* AIM OF THE TASK: Exactness is required. Restate every entry as written.

(Recorded data)

▬▬▬▬▬▬▬▬▬▬

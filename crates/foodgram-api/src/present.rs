//! Row -> response conversion. Everything here runs inside
//! [`crate::state::blocking`] and batches its lookups per page of rows.

use std::collections::{HashMap, HashSet};

use tracing::warn;
use uuid::Uuid;

use foodgram_db::Database;
use foodgram_db::models::{IngredientRow, RecipeRow, TagRow, UserRow};
use foodgram_db::queries::interactions::Collection;
use foodgram_types::api::{
    RecipeIngredientResponse, RecipeResponse, RecipeShort, SubscriptionResponse, UserResponse,
};
use foodgram_types::models::{Ingredient, Tag};

use crate::error::ApiError;

fn parse_user_id(id: &str) -> Uuid {
    id.parse().unwrap_or_else(|e| {
        warn!("Corrupt user id '{}': {}", id, e);
        Uuid::default()
    })
}

pub fn tag(row: TagRow) -> Tag {
    Tag {
        id: row.id,
        name: row.name,
        color: row.color,
        slug: row.slug,
    }
}

pub fn ingredient(row: IngredientRow) -> Ingredient {
    Ingredient {
        id: row.id,
        name: row.name,
        measurement_unit: row.measurement_unit,
    }
}

pub fn user(row: &UserRow, is_subscribed: bool) -> UserResponse {
    UserResponse {
        email: row.email.clone(),
        id: parse_user_id(&row.id),
        username: row.username.clone(),
        first_name: row.first_name.clone(),
        last_name: row.last_name.clone(),
        is_subscribed,
    }
}

pub fn recipe_short(row: &RecipeRow) -> RecipeShort {
    RecipeShort {
        id: row.id,
        name: row.name.clone(),
        image: row.image.clone(),
        cooking_time: row.cooking_time,
    }
}

/// Users annotated with whether the viewer follows each of them.
pub fn users(db: &Database, rows: &[UserRow], viewer: Option<&str>) -> Result<Vec<UserResponse>, ApiError> {
    let ids: Vec<String> = rows.iter().map(|u| u.id.clone()).collect();
    let followed = match viewer {
        Some(viewer) => db.followed_among(viewer, &ids)?,
        None => HashSet::new(),
    };
    Ok(rows.iter().map(|row| user(row, followed.contains(&row.id))).collect())
}

/// Full recipe representations, in the order of `rows`.
pub fn recipes(db: &Database, rows: Vec<RecipeRow>, viewer: Option<&str>) -> Result<Vec<RecipeResponse>, ApiError> {
    let ids: Vec<i64> = rows.iter().map(|r| r.id).collect();

    let mut tags: HashMap<i64, Vec<Tag>> = HashMap::new();
    for (recipe_id, row) in db.recipe_tags(&ids)? {
        tags.entry(recipe_id).or_default().push(tag(row));
    }

    let mut lines: HashMap<i64, Vec<RecipeIngredientResponse>> = HashMap::new();
    for line in db.recipe_ingredients(&ids)? {
        lines.entry(line.recipe_id).or_default().push(RecipeIngredientResponse {
            id: line.ingredient_id,
            name: line.name,
            measurement_unit: line.measurement_unit,
            amount: line.amount,
        });
    }

    let mut author_ids: Vec<String> = rows.iter().map(|r| r.author_id.clone()).collect();
    author_ids.sort();
    author_ids.dedup();
    let author_rows = db.get_users(&author_ids)?;
    let authors: HashMap<String, UserResponse> = users(db, &author_rows, viewer)?
        .into_iter()
        .zip(author_rows.iter())
        .map(|(response, row)| (row.id.clone(), response))
        .collect();

    let (favorited, in_cart) = match viewer {
        Some(viewer) => (
            db.collection_members(Collection::Favorites, viewer, &ids)?,
            db.collection_members(Collection::ShoppingCart, viewer, &ids)?,
        ),
        None => (HashSet::new(), HashSet::new()),
    };

    rows.into_iter()
        .map(|row| {
            let author = authors.get(&row.author_id).cloned().ok_or_else(|| {
                ApiError::Internal(anyhow::anyhow!("recipe {} has no author row", row.id))
            })?;
            Ok(RecipeResponse {
                id: row.id,
                tags: tags.remove(&row.id).unwrap_or_default(),
                author,
                ingredients: lines.remove(&row.id).unwrap_or_default(),
                is_favorited: favorited.contains(&row.id),
                is_in_shopping_cart: in_cart.contains(&row.id),
                name: row.name,
                image: row.image,
                text: row.text,
                cooking_time: row.cooking_time,
            })
        })
        .collect()
}

pub fn recipe(db: &Database, row: RecipeRow, viewer: Option<&str>) -> Result<RecipeResponse, ApiError> {
    recipes(db, vec![row], viewer)?
        .pop()
        .ok_or_else(|| ApiError::Internal(anyhow::anyhow!("recipe vanished while rendering")))
}

/// Followed authors with their recipe counts and latest recipes.
pub fn subscriptions(
    db: &Database,
    authors: &[UserRow],
    recipes_limit: Option<u32>,
) -> Result<Vec<SubscriptionResponse>, ApiError> {
    let ids: Vec<String> = authors.iter().map(|u| u.id.clone()).collect();
    let mut previews = db.author_previews(&ids, recipes_limit)?;

    Ok(authors
        .iter()
        .map(|author| {
            let preview = previews.remove(&author.id).unwrap_or_default();
            SubscriptionResponse {
                user: user(author, true),
                recipes: preview.recipes.iter().map(recipe_short).collect(),
                recipes_count: preview.recipes_count,
            }
        })
        .collect())
}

▬▬▬▬▬▬▬▬▬▬

* RESPONSE TO THIS EXERCISE:
filename crates/foodgram-api/src/present.rs
//! Row -> response conversion. Everything here runs inside
//! [`crate::state::blocking`] and batches its lookups per page of rows.

use std::collections::{HashMap, HashSet};

use tracing::warn;
use uuid::Uuid;

use foodgram_db::Database;
use foodgram_db::models::{IngredientRow, RecipeRow, TagRow, UserRow};
use foodgram_db::queries::interactions::Collection;
use foodgram_types::api::{
    RecipeIngredientResponse, RecipeResponse, RecipeShort, SubscriptionResponse, UserResponse,
};
use foodgram_types::models::{Ingredient, Tag};

use crate::error::ApiError;

fn parse_user_id(id: &str) -> Uuid {
    id.parse().unwrap_or_else(|e| {
        warn!("Corrupt user id '{}': {}", id, e);
        Uuid::default()
    })
}

pub fn tag(row: TagRow) -> Tag {
    Tag {
        id: row.id,
        name: row.name,
        color: row.color,
        slug: row.slug,
    }
}

pub fn ingredient(row: IngredientRow) -> Ingredient {
    Ingredient {
        id: row.id,
        name: row.name,
        measurement_unit: row.measurement_unit,
    }
}

pub fn user(row: &UserRow, is_subscribed: bool) -> UserResponse {
    UserResponse {
        email: row.email.clone(),
        id: parse_user_id(&row.id),
        username: row.username.clone(),
        first_name: row.first_name.clone(),
        last_name: row.last_name.clone(),
        is_subscribed,
    }
}

pub fn recipe_short(row: &RecipeRow) -> RecipeShort {
    RecipeShort {
        id: row.id,
        name: row.name.clone(),
        image: row.image.clone(),
        cooking_time: row.cooking_time,
    }
}

/// Users annotated with whether the viewer follows each of them.
pub fn users(db: &Database, rows: &[UserRow], viewer: Option<&str>) -> Result<Vec<UserResponse>, ApiError> {
    let ids: Vec<String> = rows.iter().map(|u| u.id.clone()).collect();
    let followed = match viewer {
        Some(viewer) => db.followed_among(viewer, &ids)?,
        None => HashSet::new(),
    };
    Ok(rows.iter().map(|row| user(row, followed.contains(&row.id))).collect())
}

/// Full recipe representations, in the order of `rows`.
pub fn recipes(db: &Database, rows: Vec<RecipeRow>, viewer: Option<&str>) -> Result<Vec<RecipeResponse>, ApiError> {
    let ids: Vec<i64> = rows.iter().map(|r| r.id).collect();

    let mut tags: HashMap<i64, Vec<Tag>> = HashMap::new();
    for (recipe_id, row) in db.recipe_tags(&ids)? {
        tags.entry(recipe_id).or_default().push(tag(row));
    }

    let mut lines: HashMap<i64, Vec<RecipeIngredientResponse>> = HashMap::new();
    for line in db.recipe_ingredients(&ids)? {
        lines.entry(line.recipe_id).or_default().push(RecipeIngredientResponse {
            id: line.ingredient_id,
            name: line.name,
            measurement_unit: line.measurement_unit,
            amount: line.amount,
        });
    }

    let mut author_ids: Vec<String> = rows.iter().map(|r| r.author_id.clone()).collect();
    author_ids.sort();
    author_ids.dedup();
    let author_rows = db.get_users(&author_ids)?;
    let authors: HashMap<String, UserResponse> = users(db, &author_rows, viewer)?
        .into_iter()
        .zip(author_rows.iter())
        .map(|(response, row)| (row.id.clone(), response))
        .collect();

    let (favorited, in_cart) = match viewer {
        Some(viewer) => (
            db.collection_members(Collection::Favorites, viewer, &ids)?,
            db.collection_members(Collection::ShoppingCart, viewer, &ids)?,
        ),
        None => (HashSet::new(), HashSet::new()),
    };

    rows.into_iter()
        .map(|row| {
            let author = authors.get(&row.author_id).cloned().ok_or_else(|| {
                ApiError::Internal(anyhow::anyhow!("recipe {} has no author row", row.id))
            })?;
            Ok(RecipeResponse {
                id: row.id,
                tags: tags.remove(&row.id).unwrap_or_default(),
                author,
                ingredients: lines.remove(&row.id).unwrap_or_default(),
                is_favorited: favorited.contains(&row.id),
                is_in_shopping_cart: in_cart.contains(&row.id),
                name: row.name,
                image: row.image,
                text: row.text,
                cooking_time: row.cooking_time,
            })
        })
        .collect()
}

pub fn recipe(db: &Database, row: RecipeRow, viewer: Option<&str>) -> Result<RecipeResponse, ApiError> {
    recipes(db, vec![row], viewer)?
        .pop()
        .ok_or_else(|| ApiError::Internal(anyhow::anyhow!("recipe vanished while rendering")))
}

/// Followed authors with their recipe counts and latest recipes.
pub fn subscriptions(
    db: &Database,
    authors: &[UserRow],
    recipes_limit: Option<u32>,
) -> Result<Vec<SubscriptionResponse>, ApiError> {
    let ids: Vec<String> = authors.iter().map(|u| u.id.clone()).collect();
    let mut previews = db.author_previews(&ids, recipes_limit)?;

    Ok(authors
        .iter()
        .map(|author| {
            let preview = previews.remove(&author.id).unwrap_or_default();
            SubscriptionResponse {
                user: user(author, true),
                recipes: preview.recipes.iter().map(recipe_short).collect(),
                recipes_count: preview.recipes_count,
            }
        })
        .collect())
}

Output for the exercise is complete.